On the Großer Heuberg, a plateau in the southwest of the Swabian Jura in an altitude of 800–970 m, is the area between Albstadt in the north, Meßstetten in the west, Schwenningen in the south and Stetten am kalten Markt on the south-east, where the army installations at Lager Heuberg and Albkaserne are located.

The barracks, the training area and the proving ground comprise approximately 47.9 km2. Of these, 2,480 ha are exercise area, of which 1,245 ha are suitable for tracked vehicles. The two sites of the Bundeswehr in Stetten am kalten Markt - Lager Heuberg and Albkaserne - account for 141.8 ha, where approximately 1620 ha are within the boundaries of the municipality Stetten am kalten Markt and 129 ha in the municipality Schwenningen are omitted.

In 1909 the city of Meßstetten had to sell nearly 40% of their district area to the Reich Treasury.

The training area is the hub of the federal armed forces in the Sigmaringen district, and the last military training center still in use in southern Germany.

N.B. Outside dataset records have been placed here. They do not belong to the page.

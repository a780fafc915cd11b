//! Roster filtering and free-text search

use crate::Agent;
use serde::{Deserialize, Serialize};

/// Value meaning "no constraint" for a field selector.
pub const ALL_SENTINEL: &str = "All";

/// Query over a roster. Every active predicate is ANDed.
#[derive(Debug, Clone, Default, PartialEq, Eq, Serialize, Deserialize)]
#[cfg_attr(feature = "openapi", derive(utoipa::ToSchema))]
pub struct AgentQuery {
    /// Case-insensitive substring over name, team, role, group and skills
    #[serde(default, alias = "q")]
    pub text: Option<String>,
    #[serde(default)]
    pub team: Option<String>,
    #[serde(default)]
    pub role: Option<String>,
    #[serde(default)]
    pub group: Option<String>,
    /// `local` or `international`
    #[serde(default)]
    pub scope: Option<String>,
}

impl AgentQuery {
    pub fn text(text: impl Into<String>) -> Self {
        Self {
            text: Some(text.into()),
            ..Self::default()
        }
    }

    pub fn with_team(mut self, team: impl Into<String>) -> Self {
        self.team = Some(team.into());
        self
    }

    pub fn with_role(mut self, role: impl Into<String>) -> Self {
        self.role = Some(role.into());
        self
    }

    pub fn with_group(mut self, group: impl Into<String>) -> Self {
        self.group = Some(group.into());
        self
    }

    pub fn with_scope(mut self, scope: impl Into<String>) -> Self {
        self.scope = Some(scope.into());
        self
    }

    /// True when no predicate would reject anything.
    pub fn is_empty(&self) -> bool {
        active_text(&self.text).is_none()
            && active_field(&self.team).is_none()
            && active_field(&self.role).is_none()
            && active_field(&self.group).is_none()
            && active_field(&self.scope).is_none()
    }

    /// Whether a single agent satisfies every active predicate.
    pub fn matches(&self, agent: &Agent) -> bool {
        let needle = active_text(&self.text).map(str::to_lowercase);
        self.matches_prepared(agent, needle.as_deref())
    }

    fn matches_prepared(&self, agent: &Agent, needle: Option<&str>) -> bool {
        if let Some(needle) = needle {
            if !agent.search_text().contains(needle) {
                return false;
            }
        }
        field_matches(&self.team, agent.team.as_str())
            && field_matches(&self.role, agent.role.as_str())
            && field_matches(&self.group, agent.group.as_str())
            && field_matches(&self.scope, agent.scope().as_str())
    }
}

/// Stable filter: matching agents in their original relative order.
pub fn filter(agents: &[Agent], query: &AgentQuery) -> Vec<Agent> {
    filter_refs(agents, query).into_iter().cloned().collect()
}

/// Borrowing variant of [`filter`].
pub fn filter_refs<'a>(agents: &'a [Agent], query: &AgentQuery) -> Vec<&'a Agent> {
    let needle = active_text(&query.text).map(str::to_lowercase);
    agents
        .iter()
        .filter(|agent| query.matches_prepared(agent, needle.as_deref()))
        .collect()
}

fn active_text(value: &Option<String>) -> Option<&str> {
    value.as_deref().filter(|s| !s.is_empty())
}

fn active_field(value: &Option<String>) -> Option<&str> {
    value
        .as_deref()
        .filter(|s| !s.is_empty() && !s.eq_ignore_ascii_case(ALL_SENTINEL))
}

fn field_matches(selector: &Option<String>, actual: &str) -> bool {
    match active_field(selector) {
        Some(expected) => expected == actual,
        None => true,
    }
}

#[cfg(test)]
mod tests {
    use super::*;
    use crate::{generate, AlertRange, Group, Team};

    fn roster() -> Vec<Agent> {
        generate(60, 1337, AlertRange::default()).unwrap()
    }

    #[test]
    fn test_empty_query_is_identity() {
        let agents = roster();
        assert!(AgentQuery::default().is_empty());
        assert_eq!(filter(&agents, &AgentQuery::default()), agents);
    }

    #[test]
    fn test_sentinels_impose_no_constraint() {
        let agents = roster();
        let query = AgentQuery::text("")
            .with_team("All")
            .with_role("all")
            .with_group("")
            .with_scope("ALL");
        assert!(query.is_empty());
        assert_eq!(filter(&agents, &query).len(), agents.len());
    }

    #[test]
    fn test_team_filter_preserves_order() {
        let agents = roster();
        let result = filter(&agents, &AgentQuery::default().with_team("Red Team"));
        assert!(result.iter().all(|a| a.team == Team::RedTeam));
        let expected: Vec<_> = agents
            .iter()
            .filter(|a| a.team == Team::RedTeam)
            .map(|a| a.id)
            .collect();
        let got: Vec<_> = result.iter().map(|a| a.id).collect();
        assert_eq!(got, expected);
    }

    #[test]
    fn test_text_is_case_insensitive() {
        let agents = roster();
        let upper = filter(&agents, &AgentQuery::text("AGENT-00"));
        let lower = filter(&agents, &AgentQuery::text("agent-00"));
        assert_eq!(upper, lower);
        assert_eq!(upper.len(), 9);
    }

    #[test]
    fn test_text_matches_skills() {
        let agents = roster();
        let result = filter(&agents, &AgentQuery::text("yara"));
        assert!(!result.is_empty());
        assert!(result.iter().all(|a| a.skills.iter().any(|s| s == "YARA")));
    }

    #[test]
    fn test_predicates_are_anded() {
        let agents = roster();
        let query = AgentQuery::default()
            .with_team("Blue Team")
            .with_group("G2");
        let result = filter(&agents, &query);
        assert!(result
            .iter()
            .all(|a| a.team == Team::BlueTeam && a.group == Group::G2));
    }

    #[test]
    fn test_scope_filter() {
        let agents = roster();
        let local = filter(&agents, &AgentQuery::default().with_scope("local"));
        let intl = filter(&agents, &AgentQuery::default().with_scope("international"));
        assert_eq!(local.len() + intl.len(), agents.len());
        assert!(local
            .iter()
            .all(|a| a.location == "NYC" || a.location == "SFO"));
    }

    #[test]
    fn test_unknown_field_value_matches_nothing() {
        let agents = roster();
        let result = filter(&agents, &AgentQuery::default().with_team("Green Team"));
        assert!(result.is_empty());
    }

    #[test]
    fn test_filter_refs_matches_filter() {
        let agents = roster();
        let query = AgentQuery::text("g3");
        let owned = filter(&agents, &query);
        let borrowed = filter_refs(&agents, &query);
        assert_eq!(owned.len(), borrowed.len());
        assert!(owned.iter().zip(borrowed).all(|(a, b)| a == b));
    }

    #[test]
    fn test_query_deserializes_q_alias() {
        let query: AgentQuery = serde_json::from_str(r#"{"q":"hunter"}"#).unwrap();
        assert_eq!(query.text.as_deref(), Some("hunter"));
    }
}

Construction and expansion measures cost tens of millions of Euro.

In connection with the Heuberg training area are the following external firing positions:
- "Sieben Jauchert" (Kaiseringen district)
- "Wachtbühl" and "Wanne" (Schwenningen district)
- "Vogelbühl" (Bärenthal district)
- "Bol" (Hartheim district) and "Wiedenäcker" (Unterdigisheim district)
- "Blumersberg" (closed) (Meßstetten district)

Underneath the training area was CAOC 4, belonging to adjacent Zollernalb barracks in Meßstetten. Of the air force installations, only one air surveillance radome on the Weichenwang hill in the vicinity has remained active.

==History==

===Conception===
The Heuberg training area originated from the requirements of the XIV Army Corps in 1885, which had expressed a need for a new maneuver area that was large enough for military exercises according to the new military principles. In August 1899 the Grand Duchy of Baden's Ministry of Finance was informed by the General Command in Karlsruhe of the requirements for a future training area. In addition to many other criteria, the future area should not have a high elevation, should have a railway terminal and should be as circular as possible. The agency assigned to conduct the search (Domänendirektion) quickly determined that the wishes of the military could not be met by any of the candidates.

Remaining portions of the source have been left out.